• Records supplied:
═══
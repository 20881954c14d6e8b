//! Shared application state for axum handlers.

use std::sync::Arc;

use hamock_app::ports::{EntityStore, IdGenerator};
use hamock_app::services::service_dispatcher::ServiceDispatcher;
use hamock_app::services::state_service::StateService;
use hamock_domain::system_config::SystemConfig;

/// Application state shared across all axum handlers.
///
/// Generic over the entity store and id generator to avoid dynamic dispatch.
/// `Clone` is implemented manually so the underlying types themselves do not
/// need to be `Clone`; only the `Arc` wrappers are cloned.
pub struct AppState<S, G> {
    /// Read-side entity use-cases.
    pub state_service: Arc<StateService<S>>,
    /// Service call validation and dispatch.
    pub dispatcher: Arc<ServiceDispatcher<S, G>>,
    /// Static hub metadata.
    pub system_config: Arc<SystemConfig>,
}

impl<S, G> Clone for AppState<S, G> {
    fn clone(&self) -> Self {
        Self {
            state_service: Arc::clone(&self.state_service),
            dispatcher: Arc::clone(&self.dispatcher),
            system_config: Arc::clone(&self.system_config),
        }
    }
}

impl<S, G> AppState<S, G>
where
    S: EntityStore + Send + Sync + 'static,
    G: IdGenerator + Send + Sync + 'static,
{
    /// Create a new application state from service instances.
    pub fn new(
        state_service: StateService<S>,
        dispatcher: ServiceDispatcher<S, G>,
        system_config: SystemConfig,
    ) -> Self {
        Self {
            state_service: Arc::new(state_service),
            dispatcher: Arc::new(dispatcher),
            system_config: Arc::new(system_config),
        }
    }
}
═══
• What the task asks: Go through the listing above and copy each line that contains "handlers".

• Solved problem:
//! Shared application state for axum handlers.
/// Application state shared across all axum handlers.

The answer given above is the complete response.